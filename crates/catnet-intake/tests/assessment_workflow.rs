use std::sync::{Arc, Mutex};

use catnet_intake::i18n::Locale;
use catnet_intake::workflows::assessment::{
    compose_report, AssessmentService, BasicInfoUpdate, BuildingType, DispatchError, IntakeSession,
    IntakeStage, ReportPage, RiskTier, ScoredQuestion, ScoringConfig, SubmissionPayload,
    SubmissionSink,
};
use chrono::NaiveDate;

#[derive(Default)]
struct MemorySink {
    deliveries: Mutex<Vec<SubmissionPayload>>,
}

impl SubmissionSink for MemorySink {
    async fn deliver(&self, payload: &SubmissionPayload) -> Result<(), DispatchError> {
        self.deliveries
            .lock()
            .expect("sink mutex poisoned")
            .push(payload.clone());
        Ok(())
    }
}

fn filled_session() -> IntakeSession {
    let mut session = IntakeSession::new(Locale::Zh);
    session
        .update_basic(BasicInfoUpdate {
            address: Some("Flat 3A, 88 Catwalk Road".to_string()),
            building_type: Some(BuildingType::HouseVilla),
            floor_level: Some("2".to_string()),
            window_count: Some("8".to_string()),
            door_count: Some(String::new()),
            heaviest_cat_weight: Some("6.2".to_string()),
        })
        .expect("basic info applies");
    session.advance().expect("to scored questions");

    for (question, value) in [
        (ScoredQuestion::CatCount, 3),
        (ScoredQuestion::WindowBehavior, 3),
        (ScoredQuestion::WindowStructure, 2),
        (ScoredQuestion::Personality, 3),
        (ScoredQuestion::Environment, 2),
        (ScoredQuestion::Expectation, 2),
    ] {
        session.answer(question, value).expect("answer accepted");
    }
    session.advance().expect("to confirmation");
    session
}

#[tokio::test]
async fn wizard_submission_produces_score_payload_and_report() {
    let sink = Arc::new(MemorySink::default());
    let service = AssessmentService::new(sink.clone());
    let mut session = filled_session();

    let receipt = service.submit(&mut session).await.expect("submit succeeds");

    assert_eq!(session.stage(), IntakeStage::Submitted);
    assert_eq!(receipt.total_score, 15);
    assert_eq!(receipt.tier, RiskTier::High);

    let deliveries = sink.deliveries.lock().expect("sink mutex poisoned");
    assert_eq!(deliveries.len(), 1);
    let payload = &deliveries[0];
    assert_eq!(payload.building_type, "House/Villa");
    assert_eq!(payload.door_count, "0");
    assert_eq!(payload.total_score, 15);
    assert_eq!(payload.risk_level, "Critical Risk");

    let assessment = session
        .finalize(service.scoring())
        .expect("finalized view stays available after submit");
    let report = compose_report(
        &assessment,
        Locale::En,
        service.scoring(),
        NaiveDate::from_ymd_opt(2026, 8, 7).expect("valid date"),
    );

    assert_eq!(report.page_count(), 4);
    match &report.pages[0] {
        ReportPage::Summary(summary) => {
            assert_eq!(summary.total_score, 15);
            assert_eq!(summary.max_score, ScoringConfig::default().max_score);
            // Every answer in this draft is at or past its flag threshold.
            assert!(summary.scores.iter().all(|row| row.flagged));
        }
        other => panic!("expected summary first, got {other:?}"),
    }
    assert!(report.file_name.ends_with("_2026-08-07.pdf"));
}

#[test]
fn reset_after_submission_allows_a_fresh_run() {
    let mut session = filled_session();
    session.reset();

    assert_eq!(session.stage(), IntakeStage::BasicInfo);
    assert!(session.draft().address.is_empty());
    assert_eq!(session.draft().answers.unanswered().len(), 6);
}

* _Problem statement_:
Out of the material above, output word for word the line with "async fn wizard_submission_produces_score_payload_and_report()", the line with "its flag threshold.", and all lines between them, with nothing else.

* _Reply_:
async fn wizard_submission_produces_score_payload_and_report() {
    let sink = Arc::new(MemorySink::default());
    let service = AssessmentService::new(sink.clone());
    let mut session = filled_session();

    let receipt = service.submit(&mut session).await.expect("submit succeeds");

    assert_eq!(session.stage(), IntakeStage::Submitted);
    assert_eq!(receipt.total_score, 15);
    assert_eq!(receipt.tier, RiskTier::High);

    let deliveries = sink.deliveries.lock().expect("sink mutex poisoned");
    assert_eq!(deliveries.len(), 1);
    let payload = &deliveries[0];
    assert_eq!(payload.building_type, "House/Villa");
    assert_eq!(payload.door_count, "0");
    assert_eq!(payload.total_score, 15);
    assert_eq!(payload.risk_level, "Critical Risk");

    let assessment = session
        .finalize(service.scoring())
        .expect("finalized view stays available after submit");
    let report = compose_report(
        &assessment,
        Locale::En,
        service.scoring(),
        NaiveDate::from_ymd_opt(2026, 8, 7).expect("valid date"),
    );

    assert_eq!(report.page_count(), 4);
    match &report.pages[0] {
        ReportPage::Summary(summary) => {
            assert_eq!(summary.total_score, 15);
            assert_eq!(summary.max_score, ScoringConfig::default().max_score);
            // Every answer in this draft is at or past its flag threshold.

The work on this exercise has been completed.